「2年後に迫ったASEAN域内の関税撤廃が心配」――。
19日(木)に行われた「自由貿易がアジアを襲うー東北タイのムラからー」と題するシンポジウムで、タイを代表する農民運動家のバムルン・カヨタ氏は、アジアで加速するグローバリズムの動きに警鐘を鳴らした。
日本ではTPPをはじめ、RCEPや日欧EPAなど、多国間の経済連携協定の交渉が次々と進んでいる。こうした自由貿易の流れは日本に留まらず、タイにも迫っている。タイでは、オーストラリアやニュージーランド、中国などとの二国間のFTAが主流で、多くの影響をもたらしているという。
- 報告者
- バムルン・カヨタ(東北タイ・農民、カラシンケン県行政区運営機構代表)
- ジェンウェン(東北タイ・オルタナティブ農業ネットワーク)
FTAでタイの農業は壊滅状態
オーストラリア・ニュージーランドとのFTAでは、多くの乳製品がタイの市場を席巻し、タイの酪農家は壊滅状態となってしまった。中国とのFTAでは、当初は「タイの農産品が中国で飛躍的な輸出で利益を上げる」と言われてきたが、蓋を開ければ中国からの野菜・果物、特にニンニクなどの農産品が入ってきたことで、タイの農民は大打撃を受けた。
早期締結を目指すEUとのFTA交渉を巡っては、バムルン氏は二回にわたり政府に陳情を行ったが、一回目の交渉では慎重な姿勢を示していた政府も、二回目の陳情の際は聞く耳を持たなくなってしまったという。バムルン氏は、「EUから薬が多く進出し、タイの市場を独占することが懸念されている。薬価の高騰など、人々の暮らしに多くの影響をもたらすのではないか」と語った。

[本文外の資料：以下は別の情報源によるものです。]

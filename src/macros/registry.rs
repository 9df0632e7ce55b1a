//! Macro registry: lookup table from annotation name to peer macro.
//!
//! # Error Handling
//!
//! Registration conflicts are reported as `ParamTestError::Validation`
//! through the `err_msg!` macro.
//!
//! # Summary Table
//! | Method            | Overwrites | Error on Duplicate |
//! |-------------------|------------|--------------------|
//! | register          | Yes        | No                 |
//! | register_or_error | No         | Yes                |
//! | unregister        | N/A        | N/A                |
//! | lookup/contains   | N/A        | N/A                |
//!
//! # Thread Safety
//! Entries are plain function pointers, so a built registry is `Send + Sync`
//! and can be shared across threads expanding different files.

use std::collections::BTreeMap;

use crate::err_msg;
use crate::macros::{parameterized, PeerMacroFn};
use crate::ParamTestError;

/// Registry of attached peer macros, keyed by annotation name.
///
/// Names are case-sensitive and given without the leading `@`.
///
/// # Example
/// ```rust
/// use paramtest::macros::MacroRegistry;
/// let registry = MacroRegistry::standard();
/// assert!(registry.contains("ParameterizedTest"));
/// assert!(!registry.contains("parameterizedTest"));
/// ```
#[derive(Debug, Clone, Default)]
pub struct MacroRegistry {
    macros: BTreeMap<String, PeerMacroFn>,
}

impl MacroRegistry {
    /// Creates a new, empty macro registry.
    pub fn new() -> Self {
        Self::default()
    }

    /// A registry holding every macro this crate ships.
    pub fn standard() -> Self {
        let mut registry = Self::new();
        registry.register(parameterized::NAME, parameterized::expansion);
        registry
    }

    /// Registers a macro under `name`, replacing any previous entry.
    ///
    /// # Returns
    /// The previously registered macro, if there was one.
    pub fn register(&mut self, name: &str, func: PeerMacroFn) -> Option<PeerMacroFn> {
        self.macros.insert(name.to_string(), func)
    }

    /// Registers a macro, returning an error if the name is already taken.
    ///
    /// # Example
    /// ```rust
    /// use paramtest::macros::MacroRegistry;
    /// let mut reg = MacroRegistry::standard();
    /// let noop: paramtest::macros::PeerMacroFn = |_, _| Ok(Vec::new());
    /// assert!(reg.register_or_error("ParameterizedTest", noop).is_err());
    /// assert!(reg.register_or_error("Noop", noop).is_ok());
    /// ```
    pub fn register_or_error(&mut self, name: &str, func: PeerMacroFn) -> Result<(), ParamTestError> {
        if self.macros.contains_key(name) {
            return Err(err_msg!(Validation, "Macro '{}' is already registered", name));
        }
        self.macros.insert(name.to_string(), func);
        Ok(())
    }

    /// Removes a macro by name, returning it if it was registered.
    pub fn unregister(&mut self, name: &str) -> Option<PeerMacroFn> {
        self.macros.remove(name)
    }

    pub fn lookup(&self, name: &str) -> Option<PeerMacroFn> {
        self.macros.get(name).copied()
    }

    pub fn contains(&self, name: &str) -> bool {
        self.macros.contains_key(name)
    }

    pub fn len(&self) -> usize {
        self.macros.len()
    }

    pub fn is_empty(&self) -> bool {
        self.macros.is_empty()
    }

    /// Registered names in sorted order.
    pub fn names(&self) -> impl Iterator<Item = &str> {
        self.macros.keys().map(String::as_str)
    }
}

#[cfg(test)]
mod tests {
    use super::*;

    fn noop(_: &crate::ast::Attribute, _: &crate::ast::Decl) -> Result<Vec<crate::ast::Decl>, crate::ExpansionError> {
        Ok(Vec::new())
    }

    #[test]
    fn register_replaces_and_reports_previous() {
        let mut reg = MacroRegistry::new();
        assert!(reg.is_empty());
        assert!(reg.register("Noop", noop).is_none());
        assert!(reg.register("Noop", noop).is_some());
        assert_eq!(reg.len(), 1);
    }

    #[test]
    fn unregister_removes_entry() {
        let mut reg = MacroRegistry::standard();
        assert!(reg.unregister("ParameterizedTest").is_some());
        assert!(reg.lookup("ParameterizedTest").is_none());
        assert!(reg.unregister("ParameterizedTest").is_none());
    }

    #[test]
    fn names_are_sorted() {
        let mut reg = MacroRegistry::standard();
        reg.register("Alpha", noop);
        assert_eq!(reg.names().collect::<Vec<_>>(), vec!["Alpha", "ParameterizedTest"]);
    }

    #[test]
    fn registry_is_shareable_across_threads() {
        fn assert_send_sync<T: Send + Sync>() {}
        assert_send_sync::<MacroRegistry>();
    }
}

バムルン氏は自身の経験から、「自由貿易は何にも自由ではない。弱い者の腰を砕くような政策。自由に儲けることができるのは、大きなビジネスをする産業界だけだ」と指摘し、その一方で「中小企業、農民は被害を受けるだけ」と批判した。
遺伝子組み換えの影
次に、タイのNGO「オルタナティブ農業ネットワーク」のスタッフで、有機農業に取り組んでいるジェンウェン氏は、地元の農業を守る取り組みを紹介した。
東北タイのサーイーナワン区では、地元の在来種33種類を保存してきた。しかし、政府は農協に対して「この種類を植えなさい」と薦めてくるという。ジェンウェン氏は「農民は毎年、農協から苗と農薬をセットで買わなければならないが、我々(NGO)はこれまで政府が薦める農業政策とは違う方法、有機農業に取り組んできた」と語った。
またジェンウェン氏は、現在タイで研究が行われている遺伝子組み換えパパイヤの種を手に入れたことを明かす一方、タイにおいて遺伝子組み換えは「よくわからない問題だ」と語った。「政府は、2006年のFTA反対運動から遺伝子組換えについて口を閉ざすようになったが、それは遺伝子組み換えに後退的な構えなのか、情報を漏らさないために隠そうとしているのか、よくわからない」という。ジェンウェン氏は、「今後も注意深く見ている」と語った。